REQUIRED WORK -> What is needed is a word-for-word copy of the records below.

[[ RECORDS, beginning ]]

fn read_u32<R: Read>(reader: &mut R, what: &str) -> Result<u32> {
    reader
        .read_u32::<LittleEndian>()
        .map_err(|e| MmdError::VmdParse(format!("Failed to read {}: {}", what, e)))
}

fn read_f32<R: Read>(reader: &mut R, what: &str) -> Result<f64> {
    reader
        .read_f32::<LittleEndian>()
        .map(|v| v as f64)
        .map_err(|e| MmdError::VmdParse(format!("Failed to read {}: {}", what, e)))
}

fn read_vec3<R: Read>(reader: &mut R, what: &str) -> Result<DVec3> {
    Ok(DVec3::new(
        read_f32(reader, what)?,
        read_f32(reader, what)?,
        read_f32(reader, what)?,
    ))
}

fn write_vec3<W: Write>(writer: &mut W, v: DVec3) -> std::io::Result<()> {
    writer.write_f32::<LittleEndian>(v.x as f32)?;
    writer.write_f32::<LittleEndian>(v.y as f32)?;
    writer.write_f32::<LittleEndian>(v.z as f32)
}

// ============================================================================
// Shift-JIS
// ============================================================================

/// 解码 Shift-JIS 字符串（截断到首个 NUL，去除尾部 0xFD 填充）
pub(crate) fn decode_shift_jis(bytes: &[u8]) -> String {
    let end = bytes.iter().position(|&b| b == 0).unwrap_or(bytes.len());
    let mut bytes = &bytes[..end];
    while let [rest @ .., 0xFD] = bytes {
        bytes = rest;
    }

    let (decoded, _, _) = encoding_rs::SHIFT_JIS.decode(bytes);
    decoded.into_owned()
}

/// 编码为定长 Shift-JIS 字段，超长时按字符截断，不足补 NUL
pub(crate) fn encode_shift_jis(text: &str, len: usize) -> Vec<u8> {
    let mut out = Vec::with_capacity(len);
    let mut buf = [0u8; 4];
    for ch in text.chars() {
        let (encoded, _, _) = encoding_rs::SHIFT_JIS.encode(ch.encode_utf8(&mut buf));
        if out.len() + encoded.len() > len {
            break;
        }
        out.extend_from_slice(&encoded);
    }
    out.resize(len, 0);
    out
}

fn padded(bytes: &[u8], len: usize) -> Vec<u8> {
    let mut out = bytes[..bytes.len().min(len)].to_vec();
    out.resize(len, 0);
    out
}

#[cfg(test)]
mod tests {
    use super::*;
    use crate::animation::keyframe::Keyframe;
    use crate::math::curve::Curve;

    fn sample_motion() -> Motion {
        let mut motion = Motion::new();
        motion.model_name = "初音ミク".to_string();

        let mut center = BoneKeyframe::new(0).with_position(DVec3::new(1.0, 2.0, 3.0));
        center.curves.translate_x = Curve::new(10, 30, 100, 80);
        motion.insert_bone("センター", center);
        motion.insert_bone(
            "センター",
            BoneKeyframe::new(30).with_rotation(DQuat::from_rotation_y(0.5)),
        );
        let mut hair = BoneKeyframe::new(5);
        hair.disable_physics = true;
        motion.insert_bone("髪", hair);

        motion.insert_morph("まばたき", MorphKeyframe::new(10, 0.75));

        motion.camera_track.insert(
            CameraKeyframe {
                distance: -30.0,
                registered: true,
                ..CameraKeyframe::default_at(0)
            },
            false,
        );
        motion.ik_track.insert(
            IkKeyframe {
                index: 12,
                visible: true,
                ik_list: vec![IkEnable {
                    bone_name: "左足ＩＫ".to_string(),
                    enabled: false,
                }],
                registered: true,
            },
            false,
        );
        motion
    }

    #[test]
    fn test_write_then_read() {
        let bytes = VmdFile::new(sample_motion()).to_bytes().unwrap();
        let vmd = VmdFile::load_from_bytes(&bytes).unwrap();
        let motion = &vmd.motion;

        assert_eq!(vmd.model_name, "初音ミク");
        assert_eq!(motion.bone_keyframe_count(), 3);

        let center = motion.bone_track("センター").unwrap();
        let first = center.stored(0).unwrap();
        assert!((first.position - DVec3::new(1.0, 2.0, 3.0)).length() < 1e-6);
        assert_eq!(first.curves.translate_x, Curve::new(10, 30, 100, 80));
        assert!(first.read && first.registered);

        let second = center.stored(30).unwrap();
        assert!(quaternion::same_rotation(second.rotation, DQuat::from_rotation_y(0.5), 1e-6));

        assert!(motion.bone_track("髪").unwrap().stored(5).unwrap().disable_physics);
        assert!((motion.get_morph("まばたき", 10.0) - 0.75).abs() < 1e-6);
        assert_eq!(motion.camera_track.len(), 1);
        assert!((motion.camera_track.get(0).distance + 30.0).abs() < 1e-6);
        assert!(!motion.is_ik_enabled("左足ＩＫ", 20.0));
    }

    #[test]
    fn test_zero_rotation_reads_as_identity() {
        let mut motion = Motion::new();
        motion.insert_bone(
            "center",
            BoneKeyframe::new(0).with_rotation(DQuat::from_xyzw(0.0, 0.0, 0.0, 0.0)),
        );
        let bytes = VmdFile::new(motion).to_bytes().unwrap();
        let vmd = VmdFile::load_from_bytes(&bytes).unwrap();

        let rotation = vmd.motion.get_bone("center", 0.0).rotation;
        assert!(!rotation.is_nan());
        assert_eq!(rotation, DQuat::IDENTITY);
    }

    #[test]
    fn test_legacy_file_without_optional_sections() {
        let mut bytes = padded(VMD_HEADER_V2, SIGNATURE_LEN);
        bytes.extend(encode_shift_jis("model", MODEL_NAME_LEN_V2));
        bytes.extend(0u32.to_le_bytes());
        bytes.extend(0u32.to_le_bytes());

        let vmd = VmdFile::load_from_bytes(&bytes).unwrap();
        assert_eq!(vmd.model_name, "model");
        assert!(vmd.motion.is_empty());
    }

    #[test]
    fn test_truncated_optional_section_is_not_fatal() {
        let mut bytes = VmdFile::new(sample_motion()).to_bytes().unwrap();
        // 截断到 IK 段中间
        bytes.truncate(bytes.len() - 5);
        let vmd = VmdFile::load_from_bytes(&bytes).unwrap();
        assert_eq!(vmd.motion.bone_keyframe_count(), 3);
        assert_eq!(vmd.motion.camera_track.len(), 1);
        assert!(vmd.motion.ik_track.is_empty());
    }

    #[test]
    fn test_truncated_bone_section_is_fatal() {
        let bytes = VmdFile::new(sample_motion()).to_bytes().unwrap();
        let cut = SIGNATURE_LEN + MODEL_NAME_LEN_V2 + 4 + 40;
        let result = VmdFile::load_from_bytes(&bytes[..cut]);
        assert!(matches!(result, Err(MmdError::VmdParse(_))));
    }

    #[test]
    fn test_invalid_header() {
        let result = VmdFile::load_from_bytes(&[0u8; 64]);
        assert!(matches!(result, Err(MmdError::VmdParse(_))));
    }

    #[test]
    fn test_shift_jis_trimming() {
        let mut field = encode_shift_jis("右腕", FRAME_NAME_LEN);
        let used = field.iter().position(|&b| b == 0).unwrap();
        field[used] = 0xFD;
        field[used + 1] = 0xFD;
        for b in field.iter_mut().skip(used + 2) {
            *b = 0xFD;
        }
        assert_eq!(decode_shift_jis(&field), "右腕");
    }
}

[[ RECORDS, end ]]

SOLVED PROBLEM ->
fn read_u32<R: Read>(reader: &mut R, what: &str) -> Result<u32> {
    reader
        .read_u32::<LittleEndian>()
        .map_err(|e| MmdError::VmdParse(format!("Failed to read {}: {}", what, e)))
}

fn read_f32<R: Read>(reader: &mut R, what: &str) -> Result<f64> {
    reader
        .read_f32::<LittleEndian>()
        .map(|v| v as f64)
        .map_err(|e| MmdError::VmdParse(format!("Failed to read {}: {}", what, e)))
}

fn read_vec3<R: Read>(reader: &mut R, what: &str) -> Result<DVec3> {
    Ok(DVec3::new(
        read_f32(reader, what)?,
        read_f32(reader, what)?,
        read_f32(reader, what)?,
    ))
}

fn write_vec3<W: Write>(writer: &mut W, v: DVec3) -> std::io::Result<()> {
    writer.write_f32::<LittleEndian>(v.x as f32)?;
    writer.write_f32::<LittleEndian>(v.y as f32)?;
    writer.write_f32::<LittleEndian>(v.z as f32)
}

// ============================================================================
// Shift-JIS
// ============================================================================

/// 解码 Shift-JIS 字符串（截断到首个 NUL，去除尾部 0xFD 填充）
pub(crate) fn decode_shift_jis(bytes: &[u8]) -> String {
    let end = bytes.iter().position(|&b| b == 0).unwrap_or(bytes.len());
    let mut bytes = &bytes[..end];
    while let [rest @ .., 0xFD] = bytes {
        bytes = rest;
    }

    let (decoded, _, _) = encoding_rs::SHIFT_JIS.decode(bytes);
    decoded.into_owned()
}

/// 编码为定长 Shift-JIS 字段，超长时按字符截断，不足补 NUL
pub(crate) fn encode_shift_jis(text: &str, len: usize) -> Vec<u8> {
    let mut out = Vec::with_capacity(len);
    let mut buf = [0u8; 4];
    for ch in text.chars() {
        let (encoded, _, _) = encoding_rs::SHIFT_JIS.encode(ch.encode_utf8(&mut buf));
        if out.len() + encoded.len() > len {
            break;
        }
        out.extend_from_slice(&encoded);
    }
    out.resize(len, 0);
    out
}

fn padded(bytes: &[u8], len: usize) -> Vec<u8> {
    let mut out = bytes[..bytes.len().min(len)].to_vec();
    out.resize(len, 0);
    out
}

#[cfg(test)]
mod tests {
    use super::*;
    use crate::animation::keyframe::Keyframe;
    use crate::math::curve::Curve;

    fn sample_motion() -> Motion {
        let mut motion = Motion::new();
        motion.model_name = "初音ミク".to_string();

        let mut center = BoneKeyframe::new(0).with_position(DVec3::new(1.0, 2.0, 3.0));
        center.curves.translate_x = Curve::new(10, 30, 100, 80);
        motion.insert_bone("センター", center);
        motion.insert_bone(
            "センター",
            BoneKeyframe::new(30).with_rotation(DQuat::from_rotation_y(0.5)),
        );
        let mut hair = BoneKeyframe::new(5);
        hair.disable_physics = true;
        motion.insert_bone("髪", hair);

        motion.insert_morph("まばたき", MorphKeyframe::new(10, 0.75));

        motion.camera_track.insert(
            CameraKeyframe {
                distance: -30.0,
                registered: true,
                ..CameraKeyframe::default_at(0)
            },
            false,
        );
        motion.ik_track.insert(
            IkKeyframe {
                index: 12,
                visible: true,
                ik_list: vec![IkEnable {
                    bone_name: "左足ＩＫ".to_string(),
                    enabled: false,
                }],
                registered: true,
            },
            false,
        );
        motion
    }

    #[test]
    fn test_write_then_read() {
        let bytes = VmdFile::new(sample_motion()).to_bytes().unwrap();
        let vmd = VmdFile::load_from_bytes(&bytes).unwrap();
        let motion = &vmd.motion;

        assert_eq!(vmd.model_name, "初音ミク");
        assert_eq!(motion.bone_keyframe_count(), 3);

        let center = motion.bone_track("センター").unwrap();
        let first = center.stored(0).unwrap();
        assert!((first.position - DVec3::new(1.0, 2.0, 3.0)).length() < 1e-6);
        assert_eq!(first.curves.translate_x, Curve::new(10, 30, 100, 80));
        assert!(first.read && first.registered);

        let second = center.stored(30).unwrap();
        assert!(quaternion::same_rotation(second.rotation, DQuat::from_rotation_y(0.5), 1e-6));

        assert!(motion.bone_track("髪").unwrap().stored(5).unwrap().disable_physics);
        assert!((motion.get_morph("まばたき", 10.0) - 0.75).abs() < 1e-6);
        assert_eq!(motion.camera_track.len(), 1);
        assert!((motion.camera_track.get(0).distance + 30.0).abs() < 1e-6);
        assert!(!motion.is_ik_enabled("左足ＩＫ", 20.0));
    }

    #[test]
    fn test_zero_rotation_reads_as_identity() {
        let mut motion = Motion::new();
        motion.insert_bone(
            "center",
            BoneKeyframe::new(0).with_rotation(DQuat::from_xyzw(0.0, 0.0, 0.0, 0.0)),
        );
        let bytes = VmdFile::new(motion).to_bytes().unwrap();
        let vmd = VmdFile::load_from_bytes(&bytes).unwrap();

        let rotation = vmd.motion.get_bone("center", 0.0).rotation;
        assert!(!rotation.is_nan());
        assert_eq!(rotation, DQuat::IDENTITY);
    }

    #[test]
    fn test_legacy_file_without_optional_sections() {
        let mut bytes = padded(VMD_HEADER_V2, SIGNATURE_LEN);
        bytes.extend(encode_shift_jis("model", MODEL_NAME_LEN_V2));
        bytes.extend(0u32.to_le_bytes());
        bytes.extend(0u32.to_le_bytes());

        let vmd = VmdFile::load_from_bytes(&bytes).unwrap();
        assert_eq!(vmd.model_name, "model");
        assert!(vmd.motion.is_empty());
    }

    #[test]
    fn test_truncated_optional_section_is_not_fatal() {
        let mut bytes = VmdFile::new(sample_motion()).to_bytes().unwrap();
        // 截断到 IK 段中间
        bytes.truncate(bytes.len() - 5);
        let vmd = VmdFile::load_from_bytes(&bytes).unwrap();
        assert_eq!(vmd.motion.bone_keyframe_count(), 3);
        assert_eq!(vmd.motion.camera_track.len(), 1);
        assert!(vmd.motion.ik_track.is_empty());
    }

    #[test]
    fn test_truncated_bone_section_is_fatal() {
        let bytes = VmdFile::new(sample_motion()).to_bytes().unwrap();
        let cut = SIGNATURE_LEN + MODEL_NAME_LEN_V2 + 4 + 40;
        let result = VmdFile::load_from_bytes(&bytes[..cut]);
        assert!(matches!(result, Err(MmdError::VmdParse(_))));
    }

    #[test]
    fn test_invalid_header() {
        let result = VmdFile::load_from_bytes(&[0u8; 64]);
        assert!(matches!(result, Err(MmdError::VmdParse(_))));
    }

    #[test]
    fn test_shift_jis_trimming() {
        let mut field = encode_shift_jis("右腕", FRAME_NAME_LEN);
        let used = field.iter().position(|&b| b == 0).unwrap();
        field[used] = 0xFD;
        field[used + 1] = 0xFD;
        for b in field.iter_mut().skip(used + 2) {
            *b = 0xFD;
        }
        assert_eq!(decode_shift_jis(&field), "右腕");
    }
}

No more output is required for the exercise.